They stand in waiting all around,
Uprisings of their native ground,
Downcomings of the distant light;
They are the advent they await.

Receiving sun and giving shade,
Their life's a benefaction made,
And is a benediction said
Over the living and the dead.

In fall their brightened leaves, released,
Fly down the wind and we are pleased
To walk on radiance, amazed.
O light come down to earth, by praised!

Source: This Day: Collected & New Sabbath Poems

749. Untitled, by Stonehouse

A hundred years slip by unnoticed
eighty-four thousand cares dissolve in stillness
a mountain image shimmers on sunlit water
snowflakes swirl above a glowing stove

(trans Red Pine)

Source: The Mountain Poems of Stonehouse

750. The Man Watching, by Rainer Maria Rilke

I can tell by the way the trees beat, after
so many dull days, on my worried windowpanes,
that a storm is coming,
and I hear the far-off fields say things
I can't bear without a friend,
I can't love without a sister.

The storm, the shifter of shapes, drives on
across the woods and across time,
and the world looks as if it had no age:
the landscape, like a line in the psalm book,
is seriousness and weight and eternity.

What we choose to fight is so tiny!
What fights with us is so great!
If only we would let ourselves by dominated
as things do by some immense storm,
we would become strong too, and not need names.

When we win it's with small things,
and the triumph itself makes us small.
What is extraordinary and eternal
does not want to be bent by us.
I mean the angel, who appeared
to the wrestlers of the Old Testament:
when the wrestler's sinews
grew long like metal strings,
he felt them under his fingers
like chords of deep music.

Whoever was beaten by this Angel,
(who often simply declined the fight),
went away proud and strenghtened
and great from that harsh hand,
that kneaded him as if to change his shape.
Winning does not tempt that man.
This is how he grows: by being defeated, decisively,
by constantly greater beings.

(trans Robert Bly)

Source: News of the Universe, edited by Robert Bly
 

751. The First Rain, by Angelos Sikelianos

We leaned out of the window.
Everything around us
was one with our soul.
Sulphur-pale, the clouds
darkened the fields, the vines;
wind moaned in the trees
with a secret turbulence,
and the quick swallow went
breasting across the grass.
Suddenly the thunder broke,
the wellhead broke,
and dancing came the rain.
Dust leaped into the air.
We, our nostrils quivering,
opened our lips to drink
the earth's heavy smell,
to let it like a spring
water us deep inside
(the rain had already wet
our thirsting faces,
like the olive and the mullen).
And shoulder touching shoulder,
we asked: "What smell is this
that cuts the air like a bee?
From balsam, pine, acanthus,
from osier or thyme?"
So many the scents that, breathing out,
I became a lyre caressed
by the breath's profusion.
Sweetness filled my palate;
and as our eyes met again
all my blood sang out.
I bent down to the vine,
its leaves shaking, to drink
its honey and its flower;
and—my thoughts like heavy grapes,
bramble-thick my breath—
I could not, as I breathed,
choose among the scents,
but culled them all, and drank them
as one drinks joy or sorrow
suddenly sent by fate;
I drank them all,
and when I touched your waist,
my blood became a nightingale,
became like the running waters.

(trans Edmund Keeley and Philip Sherrard)

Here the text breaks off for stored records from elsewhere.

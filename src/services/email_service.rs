use crate::config::Config;
use crate::error::Result;
use lettre::message::{Mailbox, MultiPart};
use lettre::transport::smtp::authentication::Credentials;
use lettre::{AsyncSmtpTransport, AsyncTransport, Message, Tokio1Executor};

/// Thin wrapper over the async SMTP transport. One transactional send
/// operation; delivery retries are left to the next scheduled run.
#[derive(Clone)]
pub struct Mailer {
    transport: AsyncSmtpTransport<Tokio1Executor>,
    from: Mailbox,
}

impl Mailer {
    pub fn from_config(config: &Config) -> Result<Self> {
        let transport = AsyncSmtpTransport::<Tokio1Executor>::starttls_relay(&config.smtp_host)?
            .port(config.smtp_port)
            .credentials(Credentials::new(
                config.smtp_username.clone(),
                config.smtp_password.clone(),
            ))
            .build();
        Ok(Self {
            transport,
            from: config.smtp_from.parse()?,
        })
    }

    pub async fn send(&self, to: &str, subject: &str, text: String, html: String) -> Result<()> {
        let message = Message::builder()
            .from(self.from.clone())
            .to(to.parse()?)
            .subject(subject)
            .multipart(MultiPart::alternative_plain_html(text, html))?;
        self.transport.send(message).await?;
        Ok(())
    }
}

/// Substitute `{{name}}`-style placeholders. No escaping is applied; the
/// templates are trusted files shipped with the service or stored in job
/// config.
pub fn render_template(template: &str, vars: &[(&str, String)]) -> String {
    let mut rendered = template.to_string();
    for (key, value) in vars {
        rendered = rendered.replace(&format!("{{{{{}}}}}", key), value);
    }
    rendered
}

/// Crude tag strip used to derive the plain-text alternative part from the
/// HTML template.
pub fn strip_tags(html: &str) -> String {
    let mut text = String::with_capacity(html.len());
    let mut in_tag = false;
    for ch in html.chars() {
        match ch {
            '<' => in_tag = true,
            '>' => in_tag = false,
            _ if !in_tag => text.push(ch),
            _ => {}
        }
    }
    text.split_whitespace().collect::<Vec<_>>().join(" ")
}

#[cfg(test)]
mod tests {
    use super::*;

    #[test]
    fn placeholders_are_substituted() {
        let rendered = render_template(
            "Hi {{name}}, your handle {{handle}} is idle.",
            &[
                ("name", "Alice".to_string()),
                ("handle", "alice_cf".to_string()),
            ],
        );
        assert_eq!(rendered, "Hi Alice, your handle alice_cf is idle.");
    }

    #[test]
    fn unknown_placeholders_are_left_untouched() {
        let rendered = render_template("{{name}} / {{missing}}", &[("name", "Bob".to_string())]);
        assert_eq!(rendered, "Bob / {{missing}}");
    }

    #[test]
    fn substitution_does_not_escape_values() {
        let rendered = render_template(
            "<p>{{name}}</p>",
            &[("name", "<b>Eve</b>".to_string())],
        );
        assert_eq!(rendered, "<p><b>Eve</b></p>");
    }

    #[test]
    fn strip_tags_flattens_markup() {
        let text = strip_tags("<html><body><p>Hello <b>there</b></p>\n<p>friend</p></body></html>");
        assert_eq!(text, "Hello there friend");
    }
}
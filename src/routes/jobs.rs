use axum::{
    extract::{Path, State},
    Json,
};

use crate::dto::job_dto::{JobResponse, UpdateJobPayload};
use crate::error::{Error, Result};
use crate::models::scheduled_job::JobRunRecord;
use crate::scheduler::{store, JobKind, SchedulerService};
use crate::AppState;

fn parse_kind(name: &str) -> Result<JobKind> {
    JobKind::parse(name).ok_or_else(|| Error::NotFound(format!("unknown job '{}'", name)))
}

pub async fn list_jobs(State(state): State<AppState>) -> Result<Json<Vec<JobResponse>>> {
    let jobs = store::list_jobs(&state.pool).await?;
    Ok(Json(jobs.into_iter().map(JobResponse::from).collect()))
}

pub async fn get_job(
    State(state): State<AppState>,
    Path(name): Path<String>,
) -> Result<Json<JobResponse>> {
    let kind = parse_kind(&name)?;
    let job = store::get_job(&state.pool, kind)
        .await?
        .ok_or_else(|| Error::NotFound(format!("scheduled job '{}' is not configured", kind)))?;
    Ok(Json(job.into()))
}

/// Patch schedule, timezone, enable flag or config. The new schedule is
/// validated before anything is persisted, then the cron registration is
/// replaced to match the updated row.
pub async fn update_job(
    State(state): State<AppState>,
    Path(name): Path<String>,
    Json(payload): Json<UpdateJobPayload>,
) -> Result<Json<JobResponse>> {
    let kind = parse_kind(&name)?;
    let current = store::get_job(&state.pool, kind)
        .await?
        .ok_or_else(|| Error::NotFound(format!("scheduled job '{}' is not configured", kind)))?;

    let cron_expr = payload.cron_expr.as_deref().unwrap_or(&current.cron_expr);
    let timezone = payload.timezone.as_deref().unwrap_or(&current.timezone);
    SchedulerService::validate_schedule(cron_expr, timezone)?;

    let updated = store::update_job(&state.pool, kind, &payload).await?;
    state.scheduler.apply_update(kind).await?;

    Ok(Json(updated.into()))
}

/// Run the job handler now, outside the cron mechanism. The run is
/// recorded in the same history as scheduled runs.
pub async fn trigger_job(
    State(state): State<AppState>,
    Path(name): Path<String>,
) -> Result<Json<JobRunRecord>> {
    let kind = parse_kind(&name)?;
    let record = state.scheduler.trigger(kind).await?;
    Ok(Json(record))
}

pub async fn job_history(
    State(state): State<AppState>,
    Path(name): Path<String>,
) -> Result<Json<Vec<JobRunRecord>>> {
    let kind = parse_kind(&name)?;
    let job = store::get_job(&state.pool, kind)
        .await?
        .ok_or_else(|| Error::NotFound(format!("scheduled job '{}' is not configured", kind)))?;
    Ok(Json(job.run_history()))
}
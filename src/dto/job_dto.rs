use chrono::{DateTime, Utc};
use serde::{Deserialize, Serialize};

use crate::models::scheduled_job::{JobConfig, JobRunRecord, ScheduledJob};

#[derive(Debug, Clone, Serialize, Deserialize, Default)]
#[serde(default)]
pub struct UpdateJobPayload {
    pub cron_expr: Option<String>,
    pub timezone: Option<String>,
    pub enabled: Option<bool>,
    pub config: Option<JobConfig>,
}

/// Job row with the jsonb columns decoded into their typed shapes.
#[derive(Debug, Clone, Serialize, Deserialize)]
pub struct JobResponse {
    pub name: String,
    pub cron_expr: String,
    pub timezone: String,
    pub enabled: bool,
    pub config: JobConfig,
    pub last_status: Option<String>,
    pub last_run_at: Option<DateTime<Utc>>,
    pub history: Vec<JobRunRecord>,
}

impl From<ScheduledJob> for JobResponse {
    fn from(value: ScheduledJob) -> Self {
        let config = value.job_config();
        let history = value.run_history();
        Self {
            name: value.name,
            cron_expr: value.cron_expr,
            timezone: value.timezone,
            enabled: value.enabled,
            config,
            last_status: value.last_status,
            last_run_at: value.last_run_at,
            history,
        }
    }
}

Source: Angelos Sikelianos: Selected Poems

752. The Visitor, by Naomi Replansky

This day a simple day
that comes for a visit
that comes to sit quiet.

Yet I in such small grace
receive my visitor.
I watch it narrowly
and wonder, Friend or foe?
I ransack it for weapons
then question it with passion:
What message? What message?

But this is a mute and unassuming day.

And is a good guest
and brings small gifts.
I must learn again to give it welcome.

Source: Collected Poems

753. You Reading This, Be Ready, by William Stafford

Starting here, what do you want to remember?
How sunlight creeps along a shining floor?
What scent of old wood hovers, what softened
sound from outside fills the air?

Will you ever bring a better gift for the world
than the breathing respect that you carry
wherever you go right now? Are you waiting
for time to show you some better thoughts?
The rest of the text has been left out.